我一向以為我老公個家姐(姑奶)o係一個make sense, 講道理既人. 點知原來係一個Bitch, 一個攪是攪非既X街.



  • cc,



    "試問有幾多 99 / sum po ... etc 真係可以做到好似 " 真 " 親人咁 ... 完全無介心... 只係拿個 " 心 " 出黎對對方呢 ?? "--> I totally agree with what you said!



    Sometimes, we just can't be so naive and treat our husband's family as if they are our own family members. So we all have to remember to act FAKE. That is just to avoid any troubles.



    Let me share with you my poor story too... (sorry I can't type Chinese with this computer)



    I just got married to the US few years ago and I had to live with my in-laws for a week. That was the worst week I've ever spent! You know when my husband was there, they 'pretended' to be nice to me. But when he's not there during the week, they really treated me like an outsider lor. e.g. They said that I'd better not to put my stuff in their son (my husband)'s bedroom! Also during the week, they asked me to wash my own clothes at my own house afterwards. And they checked what I was doing wherever I was in the house (following me like ghosts)... You know, this all happened when my husband was not around me that week. See? They are so fake!



    Anyways, afterwards I tried not to tell my husband. But they always wanted us to live overnight (Saturday) during the weekend (obviously they love their son just too much!) So at last I exploded! Cuz I really couldn't stand them anymore. They were so fake in front of their beloved son but they treated me bad when he's not around! We almost couldn't leave the house during the weekend ga (they always stayed at home and disliked it when we just wanted to go out to walk around!). So crazy! And my husband was too good to them (he's the best son among the daughter/ other son they have). Sigh.... at last I told my husband that if he wanna stay overnite at their place over the weekend, he goes by himself lor. I'd rather stay alone at home every weekend!



    Now my husband compromises with me and we go to have dinner (go at around 4pm) every weekend... HONESTLY, I'm VERY UNHAPPY every time I've to go there (sometimes I said why we have to go everyweek or why I have to go every week and not other people!... :( ) and I really want to find an excuse not to go. But I figured its better for my husband and so I just have to act fake. My sis-in-law's husband also doesnt like them and he doesnt even go that often ga... I admire him so much... :(



    I just think that many people have problem with their husband's family. Just bear in mind that we can NEVER treat them as if they're my own family lor....

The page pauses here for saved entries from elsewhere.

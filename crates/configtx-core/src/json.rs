//! Serde helpers for the JSON projection of the wire model.
//!
//! The projection follows the conventions operators already know from the
//! protobuf JSON mapping:
//! - snake_case field names, every field emitted
//! - 64-bit integers as decimal strings (numbers accepted on input)
//! - enums by name (numbers accepted on input)
//! - opaque bytes as standard base64
//!
//! Bytes fields that carry a serialized message are expanded into that
//! message, so an envelope reads as one nested tree instead of a base64 blob.

use base64::engine::general_purpose::STANDARD;
use base64::Engine;
use serde::de::{self, Deserializer};
use serde::{Deserialize, Serializer};

/// A JSON scalar that may arrive quoted or bare.
#[derive(Deserialize)]
#[serde(untagged)]
pub(crate) enum NameOrNumber<T> {
    Number(T),
    Name(String),
}

/// Encode bytes as standard base64.
pub(crate) fn encode_base64(bytes: &[u8]) -> String {
    STANDARD.encode(bytes)
}

/// Decode standard base64.
pub(crate) fn decode_base64(text: &str) -> Result<Vec<u8>, String> {
    STANDARD
        .decode(text)
        .map_err(|e| format!("invalid base64: {}", e))
}

/// Opaque `bytes` fields.
pub(crate) mod base64_bytes {
    use super::*;

    pub fn serialize<S, B>(bytes: &B, serializer: S) -> Result<S::Ok, S::Error>
    where
        S: Serializer,
        B: AsRef<[u8]>,
    {
        serializer.serialize_str(&encode_base64(bytes.as_ref()))
    }

    pub fn deserialize<'de, D: Deserializer<'de>>(deserializer: D) -> Result<Vec<u8>, D::Error> {
        match Option::<String>::deserialize(deserializer)? {
            Some(text) => decode_base64(&text).map_err(de::Error::custom),
            None => Ok(Vec::new()),
        }
    }
}

/// Repeated opaque `bytes` fields.
pub(crate) mod base64_bytes_seq {
    use super::*;
    use serde::ser::SerializeSeq;

    pub fn serialize<S: Serializer>(items: &[Vec<u8>], serializer: S) -> Result<S::Ok, S::Error> {
        let mut seq = serializer.serialize_seq(Some(items.len()))?;
        for item in items {
            seq.serialize_element(&encode_base64(item))?;
        }
        seq.end()
    }

    pub fn deserialize<'de, D: Deserializer<'de>>(
        deserializer: D,
    ) -> Result<Vec<Vec<u8>>, D::Error> {
        let items = Option::<Vec<String>>::deserialize(deserializer)?.unwrap_or_default();
        items
            .iter()
            .map(|item| decode_base64(item).map_err(de::Error::custom))
            .collect()
    }
}

/// `map<string, bytes>` fields.
pub(crate) mod base64_map {
    use super::*;
    use serde::ser::SerializeMap;
    use std::collections::BTreeMap;

    pub fn serialize<S: Serializer>(
        map: &BTreeMap<String, Vec<u8>>,
        serializer: S,
    ) -> Result<S::Ok, S::Error> {
        let mut out = serializer.serialize_map(Some(map.len()))?;
        for (key, value) in map {
            out.serialize_entry(key, &encode_base64(value))?;
        }
        out.end()
    }

    pub fn deserialize<'de, D: Deserializer<'de>>(
        deserializer: D,
    ) -> Result<BTreeMap<String, Vec<u8>>, D::Error> {
        let raw =
            Option::<BTreeMap<String, String>>::deserialize(deserializer)?.unwrap_or_default();
        raw.into_iter()
            .map(|(key, value)| {
                decode_base64(&value)
                    .map(|bytes| (key, bytes))
                    .map_err(de::Error::custom)
            })
            .collect()
    }
}

/// 64-bit integers, emitted as strings.
pub(crate) mod int_string {
    use super::*;
    use std::fmt::Display;
    use std::str::FromStr;

    pub fn serialize<S, T>(value: &T, serializer: S) -> Result<S::Ok, S::Error>
    where
        S: Serializer,
        T: Display,
    {
        serializer.collect_str(value)
    }

    pub fn deserialize<'de, D, T>(deserializer: D) -> Result<T, D::Error>
    where
        D: Deserializer<'de>,
        T: FromStr + Deserialize<'de> + Default,
        T::Err: Display,
    {
        match Option::<NameOrNumber<T>>::deserialize(deserializer)? {
            Some(NameOrNumber::Number(n)) => Ok(n),
            Some(NameOrNumber::Name(text)) => text.trim().parse().map_err(de::Error::custom),
            None => Ok(T::default()),
        }
    }
}

/// Protobuf enums carried as `int32`, emitted by name.
macro_rules! named_enum {
    ($module:ident, $ty:ty) => {
        pub(crate) mod $module {
            use serde::{de, Deserialize, Deserializer, Serializer};

            pub fn serialize<S: Serializer>(value: &i32, serializer: S) -> Result<S::Ok, S::Error> {
                match <$ty>::try_from(*value) {
                    Ok(known) => serializer.serialize_str(known.as_str_name()),
                    Err(_) => serializer.serialize_i32(*value),
                }
            }

            pub fn deserialize<'de, D: Deserializer<'de>>(
                deserializer: D,
            ) -> Result<i32, D::Error> {
                match Option::<super::NameOrNumber<i32>>::deserialize(deserializer)? {
                    Some(super::NameOrNumber::Number(n)) => Ok(n),
                    Some(super::NameOrNumber::Name(name)) => <$ty>::from_str_name(&name)
                        .map(i32::from)
                        .ok_or_else(|| {
                            de::Error::custom(format!(
                                "unknown {} value '{}'",
                                stringify!($ty),
                                name
                            ))
                        }),
                    None => Ok(0),
                }
            }
        }
    };
}

named_enum!(header_type, crate::protos::HeaderType);
named_enum!(implicit_meta_rule, crate::protos::ImplicitMetaRule);
named_enum!(consensus_state, crate::protos::ConsensusState);

/// `bytes` fields that hold a serialized message of a fixed type.
macro_rules! nested_message {
    ($module:ident, $ty:ty) => {
        pub(crate) mod $module {
            use prost::Message;
            use serde::{ser, Deserialize, Deserializer, Serialize, Serializer};

            pub fn serialize<S, B>(bytes: &B, serializer: S) -> Result<S::Ok, S::Error>
            where
                S: Serializer,
                B: AsRef<[u8]>,
            {
                let message = <$ty>::decode(bytes.as_ref()).map_err(|e| {
                    ser::Error::custom(format!("cannot unmarshal {}: {}", stringify!($ty), e))
                })?;
                message.serialize(serializer)
            }

            pub fn deserialize<'de, D: Deserializer<'de>>(
                deserializer: D,
            ) -> Result<Vec<u8>, D::Error> {
                let message = Option::<$ty>::deserialize(deserializer)?;
                Ok(message.map(|m| m.encode_to_vec()).unwrap_or_default())
            }
        }
    };
}

nested_message!(payload_bytes, crate::protos::Payload);
nested_message!(channel_header_bytes, crate::protos::ChannelHeader);
nested_message!(signature_header_bytes, crate::protos::SignatureHeader);
nested_message!(serialized_identity_bytes, crate::protos::SerializedIdentity);
nested_message!(config_update_bytes, crate::protos::ConfigUpdate);

/// `repeated bytes` holding serialized envelopes (block data).
pub(crate) mod envelope_seq {
    use super::*;
    use crate::protos::Envelope;
    use prost::Message;
    use serde::ser::{self, SerializeSeq};

    pub fn serialize<S: Serializer>(items: &[Vec<u8>], serializer: S) -> Result<S::Ok, S::Error> {
        let mut seq = serializer.serialize_seq(Some(items.len()))?;
        for item in items {
            let envelope = Envelope::decode(item.as_slice())
                .map_err(|e| ser::Error::custom(format!("cannot unmarshal Envelope: {}", e)))?;
            seq.serialize_element(&envelope)?;
        }
        seq.end()
    }

    pub fn deserialize<'de, D: Deserializer<'de>>(
        deserializer: D,
    ) -> Result<Vec<Vec<u8>>, D::Error> {
        let items = Option::<Vec<Envelope>>::deserialize(deserializer)?.unwrap_or_default();
        Ok(items.iter().map(Message::encode_to_vec).collect())
    }
}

  • Ahh .. opps ... i didn't realize my cold hard truth comments caused such huge commotions....



    anyhow...



    SS, thx for sharing ur story with me . I totally feel you =(

    I think those who think we are all just overeacting are those who are still single or doesn't know the whole picture.



    My MIL and my SIL are okay... like they're not super super mean or anything. It's just that when my husband is around... they really know how to act ... like they'd treats me super nice ! Soooooo fake !!



    I could sitll rmb one time when me and my husband were arguing about something... he said to me " 我亞媽對你唔好咩??? " . I was like.... yah...... !



    Like the first time my MIL met my mom and we were at a restuarant... my MIL kept asking me (in a super nice tone of voice) to " 食野啦 xxx 。。。。 ^^ ..... 食多 d 啦 " !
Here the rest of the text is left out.